So to the mac wearer. His name was Brian and he was a weasel of a land that time forget stylee nhs specs wearing weirdo. Again a bit of a Benny Hill dirty old man. He did actually wear a dirty old mac. He would always sit on the bar stool at the end of the bar next to our escape hatch, so we had to pass him every time we left the safety of the bar to go and collect glasses, have a fag, empty an ashtray etc etc. Now I think about it I don’t like it that he was sat in such close proximity to the young firm flesh that was us the staff. One night when I was in socialising on a night off, me and John, one of the other bar staff, had been playing the fruit machine, forever in the hope of a big win, and having a general laugh. Brian was always on the machines and we knew him to be a bit of a gambler. Earlier in the night he had shown me a photocopied sheet detailing the alphabet and for each letter there was a rude drawing. This must have been very early Gestetner porn. I can picture his screwed up Steptoe face now, looking to see if there was a glimmer of excitement in my eyes. B is for Big Boobs!! Hold me down won’t you – call the nurse! I don’t think so. So towards the end of the evening he said, and I have to apologise here for my ridiculous naivety, he said ‘I’d like to play with you’. Now I thought because of all the gambling chat etc etc he meant, and I’m so sorry for my stupidity, I thought he meant he wanted to have an after hours game of cards or something. But I wasn’t sure. So I asked him what exactly he meant, and he said ‘I’d just put my hand down the front of your trousers, I’d give you a fiver!’ A fiver – I didn’t get out of bed for anything less that £42.50 in those days. I was shocked, I was appalled, and I was confused as to how to handle this vile unwashed, slightly damp proposition. So I thought on the spot and said to him that the answer was a definite no, that he should never speak to me or any other member of staff like that again and if he agreed to that we could consider the matter closed. He sheepishly agreed, and he actually didn’t come in ever again. I told everyone anyway. But really I was prime teen totty, a fiver, the shame of it. It was the first and last time I was offered money for favours of the flesh.

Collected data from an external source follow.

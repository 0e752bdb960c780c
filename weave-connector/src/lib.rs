//! WEAVE Connector
//!
//! The boundary between the federation layer and backing sources:
//!
//! - [`Command`] / [`CommandOutcome`]: the closed set of operations a source executes
//! - [`Connection`], [`RepositorySource`], [`ConnectionFactory`]: the source contract
//! - [`ConnectionPool`]: bounded per-source pooling with shutdown
//! - [`RepositoryRegistry`]: name to pool lookup, passed around explicitly
//! - [`InMemorySource`]: a lock-guarded, copy-on-write in-memory source with
//!   named workspaces

pub mod command;
pub mod connection;
pub mod inmemory;
pub mod pool;
pub mod registry;

pub use command::{Command, CommandOutcome, ConflictBehavior, NodeData};
pub use connection::{
    select_workspace, Connection, ConnectionFactory, ConnectionRequest, RepositorySource,
};
pub use inmemory::{
    InMemoryConnection, InMemoryRepository, InMemorySource, NodeRecord, NodeTree, ReadTransaction,
    TransactionRecord, WriteTransaction, DEFAULT_LOG_CAPACITY,
};
pub use pool::{ConnectionPool, PooledConnection, RunState};
pub use registry::RepositoryRegistry;
//! The contract every backing source must satisfy to be federated.

use std::time::Duration;

use weave_core::{CachePolicy, CancellationToken, SourceError, SourceResult};

use crate::command::{Command, CommandOutcome};

/// An open connection to one backing source.
///
/// Connections execute commands synchronously. A connection handed out by a
/// pool returns to that pool on `close`.
///
/// # Error Contract
///
/// - `SourceError::NotFound` when the addressed node does not exist. During
///   reads the federation layer treats this as "no contribution".
/// - Any other `SourceError` is fatal for the federated operation.
pub trait Connection: Send + Sync {
    /// Name of the source this connection talks to.
    fn source_name(&self) -> &str;

    /// Policy applied to answers that do not carry their own.
    fn default_cache_policy(&self) -> Option<CachePolicy>;

    /// Execute one command.
    fn execute(&self, command: &Command) -> SourceResult<CommandOutcome>;

    /// Execute several commands in order, stopping at the first failure.
    ///
    /// Sources with transactions apply the whole batch atomically.
    fn execute_batch(&self, commands: &[Command]) -> SourceResult<Vec<CommandOutcome>> {
        commands.iter().map(|command| self.execute(command)).collect()
    }

    /// The workspace commands run against; `None` is the source's default.
    fn workspace(&self) -> Option<&str> {
        None
    }

    /// Switch workspaces. `None` selects the source's default workspace.
    fn set_workspace(&mut self, workspace: Option<&str>) -> SourceResult<()> {
        match workspace {
            None => Ok(()),
            Some(workspace) => Err(SourceError::NoSuchWorkspace {
                source_name: self.source_name().to_string(),
                workspace: workspace.to_string(),
            }),
        }
    }

    /// Check that the connection is still usable, waiting at most `timeout`.
    fn ping(&self, timeout: Duration) -> bool;

    /// Release the connection. Calling this more than once has no effect.
    fn close(&mut self);
}

/// A named backing source that can open connections.
pub trait RepositorySource: Send + Sync {
    fn name(&self) -> &str;

    fn get_connection(&self) -> SourceResult<Box<dyn Connection>>;

    fn default_cache_policy(&self) -> Option<CachePolicy>;
}

/// What a caller asks a [`ConnectionFactory`] for.
#[derive(Debug, Clone, Copy)]
pub struct ConnectionRequest<'a> {
    pub source_name: &'a str,
    pub workspace: Option<&'a str>,
    /// Gives up waiting for a connection once cancelled.
    pub cancellation: Option<&'a CancellationToken>,
}

impl<'a> ConnectionRequest<'a> {
    pub fn new(source_name: &'a str) -> Self {
        Self {
            source_name,
            workspace: None,
            cancellation: None,
        }
    }

    pub fn with_workspace(mut self, workspace: Option<&'a str>) -> Self {
        self.workspace = workspace;
        self
    }

    pub fn with_cancellation(mut self, token: &'a CancellationToken) -> Self {
        self.cancellation = Some(token);
        self
    }

    pub fn is_cancelled(&self) -> bool {
        self.cancellation.is_some_and(|t| t.is_cancelled())
    }
}

/// Point a fresh connection at the requested workspace, closing it on failure.
pub fn select_workspace(
    mut connection: Box<dyn Connection>,
    workspace: Option<&str>,
) -> SourceResult<Box<dyn Connection>> {
    if workspace.is_none() {
        return Ok(connection);
    }
    match connection.set_workspace(workspace) {
        Ok(()) => Ok(connection),
        Err(e) => {
            connection.close();
            Err(e)
        }
    }
}

/// Creates connections by source name.
///
/// The federation layer only ever sees this trait; a
/// [`RepositoryRegistry`](crate::RepositoryRegistry) is the usual
/// implementation.
pub trait ConnectionFactory: Send + Sync {
    /// Open a connection to the named source.
    ///
    /// Returns `SourceError::Unavailable` when the source is unknown or cannot
    /// be reached.
    fn create_connection(&self, source_name: &str) -> SourceResult<Box<dyn Connection>>;

    /// Open a connection for `request`: its workspace selected, and
    /// `SourceError::Cancelled` once its token is cancelled.
    ///
    /// The default checks the token once and then delegates to
    /// [`create_connection`](Self::create_connection). Factories that can
    /// block should watch the token while they wait.
    fn open_connection(&self, request: &ConnectionRequest<'_>) -> SourceResult<Box<dyn Connection>> {
        if request.is_cancelled() {
            return Err(SourceError::Cancelled {
                source_name: request.source_name.to_string(),
            });
        }
        let connection = self.create_connection(request.source_name)?;
        select_workspace(connection, request.workspace)
    }
}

Working in the pub wasn’t all plain sailing, getting frisky offers from dodgy old men and having to find the right glass for the right old biddy. No, there were the dogs. All pubs have dogs, part security, part communal companion, but the dogs here were like the ones from the Omen. Not once did I think they weren’t going to have one of my limbs off. Nasty Rottweilers, barky, make you mess yourself scary, fast running thug dogs! Each time they came down into the bar I would stand flush to the wall in hope of my life. They would usually be following the Pug Princess, one of the most annoying and ugly young ladies I have ever met. She thought as she was the land lady’s daughter that she was some sort of cut above the rest of us. What she didn’t realise was that actually she lived in shit boozer and was way ugly. Anyway the dogs would follow her down the stairs like Satan’s foot soldiers. She would frolic with them as if they were toy poodles. But I wasn’t going to take any chances.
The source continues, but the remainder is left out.